Queda pendiente el problema de noviembre, cuando de nuevo habrá cuatro elecciones paralelas: Presidente, senadores, diputados y consejeros regionales. Esos panes sí que son difíciles.

La abstención es una de las principales amenazas para la convención constituyente. Los interesados en impugnar su legitimidad -que, desde luego, ya los hay- se afirmarían de una baja votación nacional. Los parlamentarios se dieron cuenta de este problema cuando establecieron que la votación final de la Constitución, la que aprueba o rechaza el texto acordado, será con voto obligatorio, pequeño guiño de reconocimiento del error histórico cometido con el voto voluntario.

Este es el primer problema de la convención.
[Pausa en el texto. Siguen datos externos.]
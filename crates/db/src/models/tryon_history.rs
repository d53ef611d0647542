//! Try-on history models.
//!
//! History rows are immutable once written: there is no update DTO.

use atelier_core::types::{DbId, Timestamp};
use serde::{Deserialize, Serialize};
use sqlx::FromRow;

/// A row from the `tryon_history` table.
#[derive(Debug, Clone, FromRow, Serialize)]
pub struct TryOnHistory {
    pub id: DbId,
    pub user_id: DbId,
    pub product_id: DbId,
    pub original_image_url: String,
    pub generated_image_url: String,
    pub created_at: Timestamp,
}

/// DTO for recording a completed try-on run.
#[derive(Debug, Clone, Deserialize)]
pub struct CreateTryOnHistory {
    pub user_id: DbId,
    pub product_id: DbId,
    pub original_image_url: String,
    pub generated_image_url: String,
}

/// Product fields embedded in history listings.
#[derive(Debug, Clone, FromRow, Serialize)]
pub struct ProductSummary {
    pub name: String,
    pub category: String,
    pub image_url: String,
    pub price: f64,
}

/// A history row joined with its product summary.
#[derive(Debug, Clone, FromRow, Serialize)]
pub struct TryOnHistoryEntry {
    pub id: DbId,
    pub user_id: DbId,
    pub product_id: DbId,
    pub original_image_url: String,
    pub generated_image_url: String,
    pub created_at: Timestamp,
    #[sqlx(flatten)]
    pub product: ProductSummary,
}
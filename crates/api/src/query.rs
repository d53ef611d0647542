//! Shared query parameter types for API handlers.

use serde::Deserialize;

/// Pagination parameters (`?limit=&offset=`).
///
/// Values are clamped in the repository layer via `clamp_limit` /
/// `clamp_offset`.
#[derive(Debug, Deserialize)]
pub struct PaginationParams {
    pub limit: Option<i64>,
    pub offset: Option<i64>,
}
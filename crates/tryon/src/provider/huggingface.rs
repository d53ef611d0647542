//! Hugging Face Inference API adapter (IDM-VTON).
//!
//! Contract: `POST {model_url}` with a bearer token and a JSON body carrying
//! both images inline as base64. A successful call answers with raw image
//! bytes; a cold model answers 503 with a JSON body.

use std::time::Duration;

use async_trait::async_trait;
use base64::engine::general_purpose::STANDARD;
use base64::Engine;
use serde::Serialize;

use super::{ensure_success, reject_json_body, GenerationInput, ProviderStatus, TryOnProvider};
use crate::error::ProviderFailure;

/// Default hosted IDM-VTON model endpoint.
pub const DEFAULT_MODEL_URL: &str = "https://api-inference.huggingface.co/models/yisol/IDM-VTON";

/// Provider identifier.
pub const PROVIDER_NAME: &str = "idm-vton";

#[derive(Debug, Serialize)]
struct InferenceRequest<'a> {
    inputs: InferenceInputs<'a>,
}

#[derive(Debug, Serialize)]
struct InferenceInputs<'a> {
    person_image: String,
    garment_image: String,
    description: &'a str,
}

/// Inline-bytes adapter over the Hugging Face Inference API.
pub struct HuggingFaceTryOnProvider {
    client: reqwest::Client,
    api_key: String,
    model_url: String,
    timeout: Duration,
}

impl HuggingFaceTryOnProvider {
    pub fn new(
        client: reqwest::Client,
        api_key: String,
        model_url: String,
        timeout: Duration,
    ) -> Self {
        Self {
            client,
            api_key,
            model_url,
            timeout,
        }
    }

    fn request_body<'a>(input: &'a GenerationInput) -> InferenceRequest<'a> {
        InferenceRequest {
            inputs: InferenceInputs {
                person_image: STANDARD.encode(&input.person_image),
                garment_image: STANDARD.encode(&input.garment_image),
                description: &input.descriptor,
            },
        }
    }
}

#[async_trait]
impl TryOnProvider for HuggingFaceTryOnProvider {
    fn name(&self) -> &str {
        PROVIDER_NAME
    }

    fn timeout(&self) -> Duration {
        self.timeout
    }

    async fn generate(&self, input: &GenerationInput) -> Result<Vec<u8>, ProviderFailure> {
        let response = self
            .client
            .post(&self.model_url)
            .bearer_auth(&self.api_key)
            .json(&Self::request_body(input))
            .send()
            .await?;
        let response = ensure_success(response).await?;

        let content_type = response
            .headers()
            .get(reqwest::header::CONTENT_TYPE)
            .and_then(|v| v.to_str().ok())
            .map(str::to_owned);
        let bytes = response.bytes().await?;
        reject_json_body(content_type.as_deref(), &bytes)?;
        Ok(bytes.to_vec())
    }

    async fn status(&self) -> ProviderStatus {
        match self
            .client
            .head(&self.model_url)
            .bearer_auth(&self.api_key)
            .send()
            .await
        {
            Ok(resp) => ProviderStatus::from_http(PROVIDER_NAME, resp.status()),
            Err(e) => ProviderStatus::new(PROVIDER_NAME, super::ProviderState::Error, e.to_string()),
        }
    }
}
Los dos siguientes tienen que ver con la inflación de expectativas que ha producido, con o sin voluntad, el discurso del asambleísmo constitucional. La primera ilusión es que en la convención abundarán los desconocidos y los aficionados, ciudadanos de a pie, distantes de los partidos y orgullosamente independientes. El sistema electoral no da espacio para esto. Los partidos llevan una ventaja inmensa -desde el acopio de recursos hasta la notoriedad de sus figuras- y la “proporcionalidad corregida” permite que la posibilidad de ser elegido se concentre en esas listas, incluso con muy pocos votos, tal como ocurre en la Cámara de Diputados. Las estimaciones de expertos cifran la posible elección de independientes entre 3% y 6%, lo que significa entre cinco y nueve convencionales. Pero esa puede ser una minusvaloración.
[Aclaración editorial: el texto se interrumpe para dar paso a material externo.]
//! Blob path naming for try-on assets.
//!
//! Every object key is namespaced by the owning user so one user's assets
//! never collide with another's: `{prefix}/{user_id}/{uuid}.{ext}`.

use crate::types::DbId;

/// Bucket holding normalized user photos.
pub const BUCKET_USER_PHOTOS: &str = "user-photos";

/// Bucket holding provider or compositor output.
pub const BUCKET_GENERATED: &str = "generated-images";

/// Build a unique, user-scoped object path.
///
/// # Examples
///
/// ```
/// use atelier_core::naming::user_object_path;
///
/// let path = user_object_path("user-photos", 7, "jpg");
/// assert!(path.starts_with("user-photos/7/"));
/// assert!(path.ends_with(".jpg"));
/// ```
pub fn user_object_path(prefix: &str, user_id: DbId, extension: &str) -> String {
    format!("{prefix}/{user_id}/{}.{extension}", uuid::Uuid::new_v4())
}

/// File extension for a known image content type, defaulting to `bin`.
pub fn extension_for_content_type(content_type: &str) -> &'static str {
    match content_type {
        "image/jpeg" | "image/jpg" => "jpg",
        "image/png" => "png",
        "image/webp" => "webp",
        _ => "bin",
    }
}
La segunda fantasmagoría es que la producción de un nuevo texto constitucional resolverá los problemas imperiosos del país. La única forma en que la Constitución se haga cargo de deficiencias urgentes es que en paralelo aumente la participación en la política y obligue a los partidos a remozar sus envejecidas fachadas. Sin eso, la Constitución será no mucho más que una declaración. Esta es otra razón para que el problema de la abstención adquiera una importancia estructural.

Hay una tercera fuente de posible frustración. Quienes han promovido en forma persistente el cambio de la Constitución creen que la convención será naturalmente dominada por una sensibilidad de centroizquierda e izquierda. En su interpretación, el 18-O confirmó esta voluntad. Pero esta no pasa de ser una impresión, que aún no ha sido corroborada por ningún evento democrático, ni siquiera por las encuestas. Los datos conocidos indican que el país ha estado dividido en partes similares y que el mundo de la centroderecha copa alrededor del 45% del electorado. Como es lógico, incluso quienes se sienten derrotados por el cambio de la Constitución y los que opinan que Sebastián Piñera “entregó” la arquitectura institucional, forman parte de este conglomerado que viene soportando ese porcentaje a lo menos desde 1999. La división de estrategias del mundo opositor nace precisamente de esta realidad intragable, y el resultado ha sido que al final conformara no dos, sino cuatro listas paralelas para la convención. Es muy difícil que en tales condiciones una de esas listas consiga superar a la lista única del oficialismo. Medida por listas, la hegemonía será de centroderecha.

Esta conclusión ha llevado a algunos a promover la alteración de la regla de dos tercios para los acuerdos constituyentes y otras triquiñuelas del mismo tipo, incluyendo la amenaza jacobina de “rodear la convención”. El atrevimiento de esto no está en su formulación -”cualquier cosa que, en su imaginación, pueda cambiar la historia”, escribió una vez Philip Roth-, sino en la oscurecida conciencia de que la alteración de las reglas del juego polarizaría al país hasta los límites de su resistencia. Pero esta es otra historia.